Inevitably, the legal aspects of data ownership are also complex—interestingly, the GDPR does not mention “data ownership.” The EU Inception Impact Assessment on European Free Flow of Data Initiative Within the Digital Single Market 18 drew attention to the legal uncertainty about data ownership, observing that “personal data cannot be ‘owned’ in the EU, but strict rules on access and use by anyone other than the person to whom the data refer are in place,” and going on to note that “a gap exists with regard to ‘ownership’ of nonpersonal data, particularly nonpersonal data that are machine generated.”

van Asbroeck et al. 19 have reviewed the legal aspects in the EU, commenting that “the current legal framework relating to data ownership is not satisfactory…. No specific ownership right subsists in data and the existing data-related rights do not respond sufficiently or adequately to the needs of the actors in the data value cycle.” As one might expect, one complication is the lack of legal harmonization across jurisdictions. They also point out that “the issue of data ownership is even more complicated by the data value cycle, which can be rather complex and involves numerous stakeholders. This increases the difficulties in determining who could or would be entitled to claim ownership in data. Many of such stakeholders may attempt claiming ownership in data because, for instance, they create or generate data, or because they use, compile, select, structure, reformat, enrich, analyze purchase of, take a license on, or add value to the data.” So it is not simply the effort of collecting the data in the first place, which might confer ownership, but the effort of manipulating as well.
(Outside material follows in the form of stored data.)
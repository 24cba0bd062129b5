//! 仓储 Trait 定义
//!
//! 服务层依赖抽象而非具体实现，便于使用 mock 或内存实现测试

use async_trait::async_trait;
use order_shared::error::Result;
use order_shared::models::Order;

/// 订单仓储接口
#[cfg_attr(test, mockall::automock)]
#[async_trait]
pub trait OrderRepositoryTrait: Send + Sync {
    /// 原子地持久化整个订单聚合；order_uid 已存在时返回 `AlreadyExists`
    async fn create(&self, order: &Order) -> Result<()>;

    /// 组装完整订单；订单行不存在返回 `NotFound`，关联数据缺失返回 `PartialData`
    async fn get_order(&self, order_uid: &str) -> Result<Order>;

    /// 按创建时间倒序返回所有可完整组装的订单
    async fn get_all(&self) -> Result<Vec<Order>>;
}
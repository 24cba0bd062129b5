//! 数据库连接管理模块
//!
//! 提供 PostgreSQL 连接池管理，支持健康检查和连接配置。

use std::time::Duration;

use async_trait::async_trait;
use sqlx::postgres::{PgPool, PgPoolOptions};
use tracing::{info, instrument};

use crate::config::DatabaseConfig;
use crate::error::{OrderError, Result};
use crate::shutdown::Closer;

/// 数据库连接池包装
#[derive(Clone)]
pub struct Database {
    pool: PgPool,
}

impl Database {
    /// 创建数据库连接池
    #[instrument(skip(config))]
    pub async fn connect(config: &DatabaseConfig) -> Result<Self> {
        info!("Connecting to database...");

        let pool = PgPoolOptions::new()
            .max_connections(config.max_connections)
            .min_connections(config.min_connections)
            .acquire_timeout(Duration::from_secs(config.connect_timeout_seconds))
            .idle_timeout(Duration::from_secs(config.idle_timeout_seconds))
            .connect(&config.url)
            .await?;

        info!("Database connection pool created");

        Ok(Self { pool })
    }

    /// 获取连接池引用
    pub fn pool(&self) -> &PgPool {
        &self.pool
    }

    /// 健康检查
    pub async fn health_check(&self) -> Result<()> {
        sqlx::query("SELECT 1")
            .execute(&self.pool)
            .await
            .map(|_| ())
            .map_err(OrderError::from)
    }

    /// 关闭连接池
    pub async fn close(&self) {
        self.pool.close().await;
        info!("Database connection pool closed");
    }
}

#[async_trait]
impl Closer for Database {
    fn name(&self) -> &str {
        "postgres"
    }

    async fn close(&self) -> Result<()> {
        Database::close(self).await;
        Ok(())
    }
}

impl std::ops::Deref for Database {
    type Target = PgPool;

    fn deref(&self) -> &Self::Target {
        &self.pool
    }
}
//! 模拟订单生产者入口

use std::sync::Arc;
use std::time::Duration;

use anyhow::Context;
use clap::Parser;
use order_producer::{
    cli::Cli,
    generator::OrderGenerator,
    sender::{KafkaOrderPublisher, OrderSender},
};
use order_shared::{
    config::AppConfig,
    kafka::KafkaProducer,
    observability,
    shutdown::shutdown_signal,
};
use tokio::sync::watch;
use tracing::{info, warn};

#[tokio::main]
async fn main() -> anyhow::Result<()> {
    let cli = Cli::parse();

    let mut config = AppConfig::load("order-producer").context("加载配置失败")?;
    cli.apply(&mut config);
    // 生产者不暴露指标端口，避免与订单服务冲突
    config.observability.metrics_enabled = false;
    let _guard = observability::init(&config.observability).await?;

    let producer = KafkaProducer::new(&config.kafka).context("创建 Kafka 生产者失败")?;
    let publisher = Arc::new(KafkaOrderPublisher::new(producer, &config.kafka.topic));

    let sender = OrderSender::new(
        publisher.clone(),
        OrderGenerator::new(config.producer.invalid_percent),
        config.producer.interval(),
        config.producer.count,
    );

    // 收到 Ctrl+C / SIGTERM 后通知发送循环在下一个 tick 前退出
    let (shutdown_tx, shutdown_rx) = watch::channel(false);
    tokio::spawn(async move {
        shutdown_signal().await;
        shutdown_tx.send_replace(true);
    });

    let stats = sender.run(shutdown_rx).await;

    info!(
        sent = stats.sent,
        invalid = stats.invalid,
        failed = stats.failed,
        "发送完成"
    );
    if let Err(e) = publisher.flush(Duration::from_secs(5)) {
        warn!(error = %e, "flush 在途消息失败");
    }

    Ok(())
}
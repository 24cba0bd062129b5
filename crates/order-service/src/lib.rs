//! 订单服务
//!
//! 从 Kafka 摄取订单，校验后写入 PostgreSQL，并通过带 TTL 的内存缓存
//! 对外提供按订单号查询的 HTTP 接口。

pub mod cache;
pub mod consumer;
pub mod error;
pub mod handlers;
pub mod repository;
pub mod routes;
pub mod service;
pub mod source;
pub mod state;
pub mod validation;

pub use cache::{InMemoryOrderCache, OrderCache};
pub use consumer::{IngestionConsumer, ProcessOutcome};
pub use service::{OrderCreator, OrderReader, OrderService};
In more detail, among the conclusions reached by van Asbroeck et al. 19 are the following:

case law at EU level does not explicitly recognize an ownership right in data;

that personal data are not necessarily owned by the individual, so that an ownership right for data controllers or processors (as defined in the GDPR) cannot be excluded, but that this would be subject to the individual's control over his or her personal data;

the principles relating to ownership of physical entities are not always relevant to data;

there are many regulations that may impact “a company's control of, the access to, or the rights in data”; and

none of intellectual property rights or trade secrets provides “adequate protection of (ownership in) data.”
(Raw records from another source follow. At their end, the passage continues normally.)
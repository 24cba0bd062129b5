//! 订单摄取消费者
//!
//! 每条消息依次经过：解析 → 校验 → 持久化（带分类重试）→ 提交偏移量。
//!
//! ## 提交策略
//!
//! - 持久化成功、订单已存在：提交
//! - 解析失败、校验失败：提交并跳过，永不重试
//! - 其他永久错误、重试耗尽：默认不提交；`commit_on_failure` 开启时同样提交
//!
//! 无论结果如何，消费循环都会继续处理下一条消息。Kafka 的提交是累积的，
//! 同一分区后续消息提交 `offset + 1` 时会越过未提交的失败消息，因此失败消息
//! 只有在它是分区最后一条、或关闭时正处于重试中才会被重新投递。

use std::sync::Arc;
use std::time::{Duration, Instant};

use order_shared::config::ConsumerConfig;
use order_shared::error::OrderError;
use order_shared::kafka::{ConsumerMessage, MessageSource};
use order_shared::models::Order;
use order_shared::observability::metrics::MetricsSink;
use order_shared::retry::{ErrorClass, RetryPolicy, retry_with_policy};
use order_shared::shutdown::cancelled;
use tokio::sync::watch;
use tracing::{Instrument, debug, error, info, info_span, warn};

use crate::service::OrderCreator;
use crate::validation::OrderValidator;

/// 单条消息的处理结论
#[derive(Debug, Clone, Copy, PartialEq, Eq)]
pub enum ProcessOutcome {
    Persisted { attempts: u32 },
    /// 重复投递，订单已存在
    AlreadyExists,
    ParseFailed,
    ValidationFailed,
    PersistFailed {
        class: ErrorClass,
        attempts: u32,
        exhausted: bool,
    },
}

impl ProcessOutcome {
    fn should_commit(&self, commit_on_failure: bool) -> bool {
        match self {
            Self::Persisted { .. }
            | Self::AlreadyExists
            | Self::ParseFailed
            | Self::ValidationFailed => true,
            Self::PersistFailed { .. } => commit_on_failure,
        }
    }

    fn status(&self) -> &'static str {
        match self {
            Self::Persisted { .. } | Self::AlreadyExists => "success",
            _ => "error",
        }
    }
}

/// 处理结论与偏移量是否已提交
#[derive(Debug, Clone, Copy, PartialEq, Eq)]
pub struct Processed {
    pub outcome: ProcessOutcome,
    pub committed: bool,
}

pub struct IngestionConsumer<S, C>
where
    S: MessageSource,
    C: OrderCreator,
{
    source: Arc<S>,
    creator: Arc<C>,
    validator: OrderValidator,
    policy: RetryPolicy,
    fetch_retry_interval: Duration,
    commit_on_failure: bool,
    topic: String,
    metrics: Arc<dyn MetricsSink>,
}

impl<S, C> IngestionConsumer<S, C>
where
    S: MessageSource,
    C: OrderCreator,
{
    pub fn new(
        source: Arc<S>,
        creator: Arc<C>,
        config: &ConsumerConfig,
        topic: &str,
        metrics: Arc<dyn MetricsSink>,
    ) -> Self {
        Self {
            source,
            creator,
            validator: OrderValidator::new(),
            policy: config.retry_policy(),
            fetch_retry_interval: config.fetch_retry_interval(),
            commit_on_failure: config.commit_on_failure,
            topic: topic.to_string(),
            metrics,
        }
    }

    /// 消费循环，直到收到关闭信号
    ///
    /// 关闭时正在处理（包括重试退避中）的消息被放弃，其偏移量未提交，
    /// 会被重新投递。
    pub async fn run(&self, mut shutdown: watch::Receiver<bool>) {
        info!(topic = %self.topic, "订单消费循环已启动");

        loop {
            let fetched = tokio::select! {
                // 偏向关闭信号，保证收到关闭时能尽快退出
                biased;

                _ = cancelled(&mut shutdown) => break,
                fetched = self.source.fetch() => fetched,
            };

            match fetched {
                Ok(msg) => {
                    let span = info_span!(
                        "process_message",
                        topic = %msg.topic,
                        partition = msg.partition,
                        offset = msg.offset,
                    );

                    tokio::select! {
                        biased;

                        _ = cancelled(&mut shutdown) => {
                            warn!(offset = msg.offset, "收到关闭信号，放弃处理中的消息");
                            break;
                        }
                        _ = self.process_message(&msg).instrument(span) => {}
                    }
                }
                Err(e) => {
                    self.metrics
                        .kafka_message(&self.topic, "error", "fetch_message");
                    error!(
                        error = %e,
                        retry_in_ms = self.fetch_retry_interval.as_millis() as u64,
                        "拉取消息失败"
                    );

                    tokio::select! {
                        biased;

                        _ = cancelled(&mut shutdown) => break,
                        _ = tokio::time::sleep(self.fetch_retry_interval) => {}
                    }
                }
            }
        }

        info!("收到关闭信号，订单消费循环退出");
    }

    /// 处理单条消息并按策略提交偏移量
    pub async fn process_message(&self, msg: &ConsumerMessage) -> Processed {
        let start = Instant::now();
        self.metrics.kafka_message(&msg.topic, "received", "none");

        let outcome = self.ingest(msg).await;

        let committed = if outcome.should_commit(self.commit_on_failure) {
            self.commit(msg).await
        } else {
            warn!(
                offset = msg.offset,
                ?outcome,
                "消息处理失败，偏移量未提交"
            );
            false
        };

        self.metrics.kafka_message_duration(
            &msg.topic,
            outcome.status(),
            start.elapsed().as_secs_f64(),
        );

        Processed { outcome, committed }
    }

    async fn ingest(&self, msg: &ConsumerMessage) -> ProcessOutcome {
        let order: Order = match msg.deserialize_payload() {
            Ok(order) => order,
            Err(e) => {
                warn!(error = %e, "消息解析失败，跳过");
                self.metrics.kafka_message(&msg.topic, "error", "parse");
                return ProcessOutcome::ParseFailed;
            }
        };

        if let Err(failure) = self.validator.validate(&order) {
            warn!(
                order_uid = %order.order_uid,
                violations = failure.violations.len(),
                details = %failure,
                "订单校验失败，跳过"
            );
            self.metrics.kafka_message(&msg.topic, "error", "validation");
            return ProcessOutcome::ValidationFailed;
        }

        let retried = retry_with_policy(
            &self.policy,
            "persist_order",
            OrderError::is_retryable,
            || self.creator.create(&order),
        )
        .await;

        let status = if retried.result.is_ok() { "success" } else { "error" };
        self.metrics
            .kafka_processing_attempts(&msg.topic, status, retried.attempts);

        match retried.result {
            Ok(()) => {
                info!(
                    order_uid = %order.order_uid,
                    attempts = retried.attempts,
                    "订单已持久化"
                );
                self.metrics.kafka_message(&msg.topic, "success", "none");
                ProcessOutcome::Persisted {
                    attempts: retried.attempts,
                }
            }
            Err(OrderError::AlreadyExists { order_uid }) => {
                info!(order_uid = %order_uid, "订单已存在，按成功处理");
                self.metrics.kafka_message(&msg.topic, "success", "duplicate");
                ProcessOutcome::AlreadyExists
            }
            Err(e) => {
                let class = e.class();
                error!(
                    order_uid = %order.order_uid,
                    error = %e,
                    class = class.as_str(),
                    attempts = retried.attempts,
                    exhausted = retried.exhausted,
                    "订单持久化失败"
                );
                self.metrics.kafka_message(&msg.topic, "error", "processing");
                ProcessOutcome::PersistFailed {
                    class,
                    attempts: retried.attempts,
                    exhausted: retried.exhausted,
                }
            }
        }
    }

    async fn commit(&self, msg: &ConsumerMessage) -> bool {
        match self.source.commit(msg).await {
            Ok(()) => {
                debug!(offset = msg.offset, "偏移量已提交");
                true
            }
            Err(e) => {
                // 持久化已完成时提交失败会导致重复投递，由 AlreadyExists 兜底
                error!(offset = msg.offset, error = %e, "提交偏移量失败");
                self.metrics.kafka_message(&msg.topic, "error", "commit");
                false
            }
        }
    }
}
Suggesting that resolving the issues with contractual agreements would be burdensome and probably impossible to regulate with legal certainty, they go on to propose a solution via “the creation of a nonexclusive, flexible, and extensible ownership right in data(sets), with a data traceability obligation as a safeguard.” This notion of traceability seems to me to be fundamental to easing many of the ethical and nontechnical data challenges.

Consent and Purpose

The notions of consent or informed consent have long been important in research, especially in healthcare research. In that domain, the idea is that consent should be obtained before an intervention, and that the intervention should be based on a sound understanding of its implications and possible consequences. However, it is questionable how much this is relevant to or practicable in the modern data world, for reasons including the two points noted above: that the very essence of the promise of modern big data is that future applications are unspecified and unknown (indeed, unknowable), and that the data typically already exist in databases so that studies are mostly noninterventional.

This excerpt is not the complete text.